The B-24 crewmen who flew over the Haruna carried the experience with them for the rest of their lives. Pilots Emil Turek and Tom Cartwright spoke and wrote of the mission until their deaths. At least two of these B-24 crewmen are alive today, 74 years after the mission—Navigator Rolf Slen and Al Emery are with us, still.

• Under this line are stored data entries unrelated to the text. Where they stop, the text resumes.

use std::collections::BTreeMap;

use async_trait::async_trait;
use chrono::DateTime;
use chrono::Duration;
use chrono::Utc;
use tokio::sync::Mutex;

use crate::domain::errors::AuthError;
use crate::domain::invitation::models::InvitationToken;
use crate::domain::invitation::models::InvitationTokenFilter;
use crate::domain::invitation::models::InvitationTokenStatus;
use crate::domain::invitation::models::Paging;
use crate::domain::invitation::ports::InvitationTokenStore;

const GENERATE_ATTEMPTS: usize = 5;

#[derive(Debug, Clone)]
struct Entry {
    record: InvitationToken,
    /// `None` keeps the entry until the process exits.
    evict_at: Option<DateTime<Utc>>,
}

/// Process-local invitation token store.
///
/// One mutex guards the whole map, so every operation, consume included, is a
/// single critical section. Evictions are applied lazily on each access.
#[derive(Debug)]
pub struct InMemoryInvitationTokenStore {
    entries: Mutex<BTreeMap<String, Entry>>,
    ttl: Duration,
}

impl InMemoryInvitationTokenStore {
    pub fn new(ttl: Duration) -> Self {
        Self {
            entries: Mutex::new(BTreeMap::new()),
            ttl,
        }
    }

    /// Seed a record as-is, bypassing generation.
    ///
    /// `evict_after` plays the role of the backend TTL; `None` never evicts,
    /// which lets an expired record stay visible.
    pub async fn insert_record(&self, record: InvitationToken, evict_after: Option<Duration>) {
        let evict_at = evict_after.map(|after| Utc::now() + after);
        self.entries
            .lock()
            .await
            .insert(record.token.clone(), Entry { record, evict_at });
    }

    /// Current record for a token, without any status check.
    pub async fn get(&self, token: &str) -> Option<InvitationToken> {
        let mut entries = self.entries.lock().await;
        evict(&mut entries, Utc::now());
        entries.get(token).map(|entry| entry.record.clone())
    }
}

fn evict(entries: &mut BTreeMap<String, Entry>, now: DateTime<Utc>) {
    entries.retain(|_, entry| entry.evict_at.map_or(true, |at| at > now));
}

#[async_trait]
impl InvitationTokenStore for InMemoryInvitationTokenStore {
    async fn generate(&self) -> Result<InvitationToken, AuthError> {
        let now = Utc::now();
        let mut entries = self.entries.lock().await;
        evict(&mut entries, now);

        for _ in 0..GENERATE_ATTEMPTS {
            let record = InvitationToken::pending(InvitationToken::generate_value(), now, self.ttl);
            if entries.contains_key(&record.token) {
                continue;
            }

            entries.insert(
                record.token.clone(),
                Entry {
                    record: record.clone(),
                    evict_at: Some(now + self.ttl),
                },
            );
            return Ok(record);
        }

        Err(AuthError::StoreError(format!(
            "No free invitation token after {} attempts",
            GENERATE_ATTEMPTS
        )))
    }

    async fn validate(&self, token: &str) -> Result<(), AuthError> {
        let now = Utc::now();
        let mut entries = self.entries.lock().await;
        evict(&mut entries, now);

        entries
            .get(token)
            .ok_or(AuthError::TokenNotFound)?
            .record
            .ensure_redeemable(now.timestamp())
    }

    async fn consume(&self, token: &str) -> Result<(), AuthError> {
        let now = Utc::now();
        let mut entries = self.entries.lock().await;
        evict(&mut entries, now);

        let entry = entries.get_mut(token).ok_or(AuthError::TokenNotFound)?;
        entry.record.ensure_redeemable(now.timestamp())?;
        entry.record.status = InvitationTokenStatus::Used;

        Ok(())
    }

    async fn list(
        &self,
        filter: &InvitationTokenFilter,
        paging: &Paging,
    ) -> Result<Vec<InvitationToken>, AuthError> {
        let mut entries = self.entries.lock().await;
        evict(&mut entries, Utc::now());

        Ok(paging.apply(
            entries
                .values()
                .map(|entry| &entry.record)
                .filter(|record| filter.matches(record))
                .cloned(),
        ))
    }

    async fn update(&self, token: &str, status: InvitationTokenStatus) -> Result<(), AuthError> {
        let mut entries = self.entries.lock().await;
        evict(&mut entries, Utc::now());

        let entry = entries.get_mut(token).ok_or(AuthError::TokenNotFound)?;
        entry.record.status = status;

        Ok(())
    }
}

#[cfg(test)]
mod tests {
    use std::sync::Arc;

    use tokio::sync::Barrier;

    use super::*;

    fn store() -> InMemoryInvitationTokenStore {
        InMemoryInvitationTokenStore::new(Duration::hours(24))
    }

    fn record(token: &str, status: InvitationTokenStatus, expiry: i64) -> InvitationToken {
        InvitationToken {
            token: token.to_string(),
            status,
            expiry,
        }
    }

    #[tokio::test]
    async fn test_generate_then_validate_leaves_status_pending() {
        let store = store();
        let before = Utc::now().timestamp();

        let token = store.generate().await.unwrap();
        assert_eq!(token.status, InvitationTokenStatus::Pending);
        assert!(token.expiry >= before + 24 * 60 * 60);

        assert_eq!(store.validate(&token.token).await, Ok(()));
        assert_eq!(store.validate(&token.token).await, Ok(()));
        assert_eq!(
            store.get(&token.token).await.unwrap().status,
            InvitationTokenStatus::Pending
        );
    }

    #[tokio::test]
    async fn test_consume_once() {
        let store = store();
        let token = store.generate().await.unwrap();

        assert_eq!(store.consume(&token.token).await, Ok(()));
        assert_eq!(
            store.consume(&token.token).await,
            Err(AuthError::TokenAlreadyUsed)
        );
        assert_eq!(
            store.validate(&token.token).await,
            Err(AuthError::TokenAlreadyUsed)
        );
    }

    #[tokio::test]
    async fn test_concurrent_consume_has_single_winner() {
        let store = Arc::new(store());
        let token = store.generate().await.unwrap().token;

        let barrier = Arc::new(Barrier::new(10));
        let mut handles = Vec::new();

        for _ in 0..10 {
            let store = Arc::clone(&store);
            let barrier = Arc::clone(&barrier);
            let token = token.clone();

            handles.push(tokio::spawn(async move {
                barrier.wait().await;
                store.consume(&token).await
            }));
        }

        let mut successes = 0;
        let mut already_used = 0;
        for handle in handles {
            match handle.await.unwrap() {
                Ok(()) => successes += 1,
                Err(AuthError::TokenAlreadyUsed) => already_used += 1,
                Err(other) => panic!("Unexpected consume outcome: {:?}", other),
            }
        }

        assert_eq!(successes, 1, "Exactly one concurrent consumer should succeed");
        assert_eq!(already_used, 9);
        assert_eq!(
            store.get(&token).await.unwrap().status,
            InvitationTokenStatus::Used
        );
    }

    #[tokio::test]
    async fn test_expired_record_is_not_mutated() {
        let store = store();
        let expired = record(
            "EXPIRED1",
            InvitationTokenStatus::Pending,
            Utc::now().timestamp() - 60,
        );
        store.insert_record(expired.clone(), None).await;

        assert_eq!(store.validate("EXPIRED1").await, Err(AuthError::TokenExpired));
        assert_eq!(store.consume("EXPIRED1").await, Err(AuthError::TokenExpired));
        assert_eq!(store.get("EXPIRED1").await, Some(expired));
    }

    #[tokio::test]
    async fn test_absent_and_evicted_are_not_found() {
        let store = store();
        store
            .insert_record(
                record("GONE1", InvitationTokenStatus::Pending, Utc::now().timestamp() + 60),
                Some(Duration::zero()),
            )
            .await;

        assert_eq!(store.consume("NEVER1").await, Err(AuthError::TokenNotFound));
        assert_eq!(store.validate("GONE1").await, Err(AuthError::TokenNotFound));
        assert_eq!(store.get("GONE1").await, None);
    }

    #[tokio::test]
    async fn test_update_overrides_status_and_keeps_expiry() {
        let store = store();
        let token = store.generate().await.unwrap();

        store
            .update(&token.token, InvitationTokenStatus::Used)
            .await
            .unwrap();
        assert_eq!(
            store.validate(&token.token).await,
            Err(AuthError::TokenAlreadyUsed)
        );

        store
            .update(&token.token, InvitationTokenStatus::Pending)
            .await
            .unwrap();
        assert_eq!(store.get(&token.token).await, Some(token.clone()));
        assert_eq!(store.consume(&token.token).await, Ok(()));

        assert_eq!(
            store.update("NEVER1", InvitationTokenStatus::Used).await,
            Err(AuthError::TokenNotFound)
        );
    }

    #[tokio::test]
    async fn test_list_filters_and_pages() {
        let store = store();
        let expiry = Utc::now().timestamp() + 3600;
        for (token, status) in [
            ("A", InvitationTokenStatus::Pending),
            ("B", InvitationTokenStatus::Used),
            ("C", InvitationTokenStatus::Pending),
            ("D", InvitationTokenStatus::Pending),
        ] {
            store.insert_record(record(token, status, expiry), None).await;
        }

        let all = store
            .list(&InvitationTokenFilter::default(), &Paging::default())
            .await
            .unwrap();
        assert_eq!(all.len(), 4);

        let pending = InvitationTokenFilter {
            status: Some(InvitationTokenStatus::Pending),
        };
        let second_page = store
            .list(&pending, &Paging::new(Some(2), Some(2)).unwrap())
            .await
            .unwrap();
        let tokens: Vec<&str> = second_page.iter().map(|t| t.token.as_str()).collect();
        assert_eq!(tokens, vec!["D"]);

        let past_the_end = store
            .list(&pending, &Paging::new(Some(3), Some(2)).unwrap())
            .await
            .unwrap();
        assert!(past_the_end.is_empty());
    }
}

Cartwright's memoir, A Date with the Lonesome Lady, is by far the most complete first-hand account of the mission and fate of the Hiroshima POWs until he was separated from them. His Squadron Leader, Turek, was among the last to see Cartwright's Lonesome Lady and Dubinsky's Taloa on their final descents. After his liberation from Omori Prison Camp and return home, Cartwright had only one of his surviving crewmen to write to, so he contacted the missing men's family members, and sent letters to the US government offering what he knew and seeking information about his men. He had last seen all but two of them along with the Taloa gunner, Sgt. Charles Baumgartner, Jr., in a Kempeitai prison cell in Japan.
Much of Turek's post-wartime correspondence referred to this mission, as he sought information from others to help him to come to terms with the questionable mission assignment and to learn what happened after the Lonesome Lady disappeared with men on board through the clouds beneath him.